Exercise objective =
Reproduce all the material verbatim, down to the last line.

......

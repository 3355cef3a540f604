//! `.ts` document writer producing `lupdate` layout.

use quick_xml::escape::escape;

use super::{
    Context,
    Message,
    Translation,
    TranslationForms,
    TsDocument,
    UnknownElement,
    XmlText,
};
use crate::types::Location;

const INDENT: &str = "    ";

/// 文書を `lupdate` と同じレイアウトで書き出す
///
/// 文字データは原文のまま出力するため、`lupdate` が生成したファイルを
/// [`super::parse_document`] で読んだ文書はバイト単位で同じ内容に戻る。
/// 未知の要素は読み込み時の位置に書き戻す。
#[must_use]
pub fn write_document(document: &TsDocument) -> String {
    let mut writer = TsWriter::default();

    writer.out.push_str(&document.prologue);
    writer.out.push_str("<TS");
    writer.attribute("version", document.version.as_deref());
    writer.attribute("language", document.language.as_deref());
    writer.attribute("sourcelanguage", document.source_language.as_deref());
    writer.out.push_str(">\n");

    for (index, context) in document.contexts.iter().enumerate() {
        writer.unknown_elements(0, &document.unknown_elements, index);
        writer.context(context);
    }
    writer.trailing_unknown_elements(0, &document.unknown_elements, document.contexts.len());

    writer.out.push_str("</TS>");
    writer.out.push_str(&document.epilogue);
    writer.out
}

#[derive(Default)]
struct TsWriter {
    out: String,
}

impl TsWriter {
    fn indent(&mut self, level: usize) {
        for _ in 0..level {
            self.out.push_str(INDENT);
        }
    }

    fn attribute(&mut self, name: &str, value: Option<&str>) {
        if let Some(value) = value {
            self.out.push(' ');
            self.out.push_str(name);
            self.out.push_str("=\"");
            self.out.push_str(&escape(value));
            self.out.push('"');
        }
    }

    fn text_element(&mut self, level: usize, name: &str, text: &XmlText) {
        self.indent(level);
        self.out.push('<');
        self.out.push_str(name);
        self.out.push('>');
        self.out.push_str(text.raw());
        self.out.push_str("</");
        self.out.push_str(name);
        self.out.push_str(">\n");
    }

    /// One element kept verbatim by the reader, on its own line.
    fn raw_element(&mut self, level: usize, markup: &str) {
        self.indent(level);
        self.out.push_str(markup);
        self.out.push('\n');
    }

    /// Elements recorded before the known child at `position`.
    fn unknown_elements(&mut self, level: usize, elements: &[UnknownElement], position: usize) {
        for element in elements.iter().filter(|element| element.position == position) {
            self.raw_element(level, &element.markup);
        }
    }

    /// Elements recorded past the last known child.
    fn trailing_unknown_elements(
        &mut self,
        level: usize,
        elements: &[UnknownElement],
        children: usize,
    ) {
        for element in elements.iter().filter(|element| element.position >= children) {
            self.raw_element(level, &element.markup);
        }
    }

    fn optional_text_element(&mut self, level: usize, name: &str, text: Option<&XmlText>) {
        if let Some(text) = text {
            self.text_element(level, name, text);
        }
    }

    fn context(&mut self, context: &Context) {
        self.out.push_str("<context>\n");
        self.text_element(1, "name", &context.name);
        self.optional_text_element(1, "comment", context.comment.as_ref());
        for (index, message) in context.messages.iter().enumerate() {
            self.unknown_elements(1, &context.unknown_elements, index);
            self.message(message);
        }
        self.trailing_unknown_elements(1, &context.unknown_elements, context.messages.len());
        self.out.push_str("</context>\n");
    }

    fn message(&mut self, message: &Message) {
        self.indent(1);
        self.out.push_str("<message");
        self.attribute("id", message.id.as_deref());
        self.attribute("numerus", message.numerus.then_some("yes"));
        self.out.push_str(">\n");

        for location in &message.locations {
            self.location(location);
        }
        self.text_element(2, "source", &message.source);
        self.optional_text_element(2, "oldsource", message.old_source.as_ref());
        self.optional_text_element(2, "comment", message.comment.as_ref());
        self.optional_text_element(2, "oldcomment", message.old_comment.as_ref());
        self.optional_text_element(2, "extracomment", message.extra_comment.as_ref());
        self.optional_text_element(2, "translatorcomment", message.translator_comment.as_ref());
        self.translation(&message.translation);
        for markup in &message.unknown_elements {
            self.raw_element(2, markup);
        }

        self.indent(1);
        self.out.push_str("</message>\n");
    }

    fn location(&mut self, location: &Location) {
        self.indent(2);
        self.out.push_str("<location");
        self.attribute("filename", location.filename.as_deref());
        let line = location.line.map(|line| line.to_string());
        self.attribute("line", line.as_deref());
        self.out.push_str("/>\n");
    }

    fn translation(&mut self, translation: &Translation) {
        self.indent(2);
        self.out.push_str("<translation");
        self.attribute("type", translation.kind.attribute());
        self.attribute("variants", translation.variants.then_some("yes"));
        self.out.push('>');

        match &translation.forms {
            TranslationForms::Single(text) => self.out.push_str(text.raw()),
            TranslationForms::Plural(forms) => self.forms("numerusform", forms),
            TranslationForms::Variants(variants) => self.forms("lengthvariant", variants),
        }

        self.out.push_str("</translation>\n");
    }

    fn forms(&mut self, name: &str, forms: &[XmlText]) {
        if forms.is_empty() {
            return;
        }
        self.out.push('\n');
        for form in forms {
            self.text_element(3, name, form);
        }
        self.indent(2);
    }
}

......

Expected output =
repository 3355cef3a540f604
//! `.ts` document writer producing `lupdate` layout.

use quick_xml::escape::escape;

use super::{
    Context,
    Message,
    Translation,
    TranslationForms,
    TsDocument,
    UnknownElement,
    XmlText,
};
use crate::types::Location;

const INDENT: &str = "    ";

/// 文書を `lupdate` と同じレイアウトで書き出す
///
/// 文字データは原文のまま出力するため、`lupdate` が生成したファイルを
/// [`super::parse_document`] で読んだ文書はバイト単位で同じ内容に戻る。
/// 未知の要素は読み込み時の位置に書き戻す。
#[must_use]
pub fn write_document(document: &TsDocument) -> String {
    let mut writer = TsWriter::default();

    writer.out.push_str(&document.prologue);
    writer.out.push_str("<TS");
    writer.attribute("version", document.version.as_deref());
    writer.attribute("language", document.language.as_deref());
    writer.attribute("sourcelanguage", document.source_language.as_deref());
    writer.out.push_str(">\n");

    for (index, context) in document.contexts.iter().enumerate() {
        writer.unknown_elements(0, &document.unknown_elements, index);
        writer.context(context);
    }
    writer.trailing_unknown_elements(0, &document.unknown_elements, document.contexts.len());

    writer.out.push_str("</TS>");
    writer.out.push_str(&document.epilogue);
    writer.out
}

#[derive(Default)]
struct TsWriter {
    out: String,
}

impl TsWriter {
    fn indent(&mut self, level: usize) {
        for _ in 0..level {
            self.out.push_str(INDENT);
        }
    }

    fn attribute(&mut self, name: &str, value: Option<&str>) {
        if let Some(value) = value {
            self.out.push(' ');
            self.out.push_str(name);
            self.out.push_str("=\"");
            self.out.push_str(&escape(value));
            self.out.push('"');
        }
    }

    fn text_element(&mut self, level: usize, name: &str, text: &XmlText) {
        self.indent(level);
        self.out.push('<');
        self.out.push_str(name);
        self.out.push('>');
        self.out.push_str(text.raw());
        self.out.push_str("</");
        self.out.push_str(name);
        self.out.push_str(">\n");
    }

    /// One element kept verbatim by the reader, on its own line.
    fn raw_element(&mut self, level: usize, markup: &str) {
        self.indent(level);
        self.out.push_str(markup);
        self.out.push('\n');
    }

    /// Elements recorded before the known child at `position`.
    fn unknown_elements(&mut self, level: usize, elements: &[UnknownElement], position: usize) {
        for element in elements.iter().filter(|element| element.position == position) {
            self.raw_element(level, &element.markup);
        }
    }

    /// Elements recorded past the last known child.
    fn trailing_unknown_elements(
        &mut self,
        level: usize,
        elements: &[UnknownElement],
        children: usize,
    ) {
        for element in elements.iter().filter(|element| element.position >= children) {
            self.raw_element(level, &element.markup);
        }
    }

    fn optional_text_element(&mut self, level: usize, name: &str, text: Option<&XmlText>) {
        if let Some(text) = text {
            self.text_element(level, name, text);
        }
    }

    fn context(&mut self, context: &Context) {
        self.out.push_str("<context>\n");
        self.text_element(1, "name", &context.name);
        self.optional_text_element(1, "comment", context.comment.as_ref());
        for (index, message) in context.messages.iter().enumerate() {
            self.unknown_elements(1, &context.unknown_elements, index);
            self.message(message);
        }
        self.trailing_unknown_elements(1, &context.unknown_elements, context.messages.len());
        self.out.push_str("</context>\n");
    }

    fn message(&mut self, message: &Message) {
        self.indent(1);
        self.out.push_str("<message");
        self.attribute("id", message.id.as_deref());
        self.attribute("numerus", message.numerus.then_some("yes"));
        self.out.push_str(">\n");

        for location in &message.locations {
            self.location(location);
        }
        self.text_element(2, "source", &message.source);
        self.optional_text_element(2, "oldsource", message.old_source.as_ref());
        self.optional_text_element(2, "comment", message.comment.as_ref());
        self.optional_text_element(2, "oldcomment", message.old_comment.as_ref());
        self.optional_text_element(2, "extracomment", message.extra_comment.as_ref());
        self.optional_text_element(2, "translatorcomment", message.translator_comment.as_ref());
        self.translation(&message.translation);
        for markup in &message.unknown_elements {
            self.raw_element(2, markup);
        }

        self.indent(1);
        self.out.push_str("</message>\n");
    }

    fn location(&mut self, location: &Location) {
        self.indent(2);
        self.out.push_str("<location");
        self.attribute("filename", location.filename.as_deref());
        let line = location.line.map(|line| line.to_string());
        self.attribute("line", line.as_deref());
        self.out.push_str("/>\n");
    }

    fn translation(&mut self, translation: &Translation) {
        self.indent(2);
        self.out.push_str("<translation");
        self.attribute("type", translation.kind.attribute());
        self.attribute("variants", translation.variants.then_some("yes"));
        self.out.push('>');

        match &translation.forms {
            TranslationForms::Single(text) => self.out.push_str(text.raw()),
            TranslationForms::Plural(forms) => self.forms("numerusform", forms),
            TranslationForms::Variants(variants) => self.forms("lengthvariant", variants),
        }

        self.out.push_str("</translation>\n");
    }

    fn forms(&mut self, name: &str, forms: &[XmlText]) {
        if forms.is_empty() {
            return;
        }
        self.out.push('\n');
        for form in forms {
            self.text_element(3, name, form);
        }
        self.indent(2);
    }
}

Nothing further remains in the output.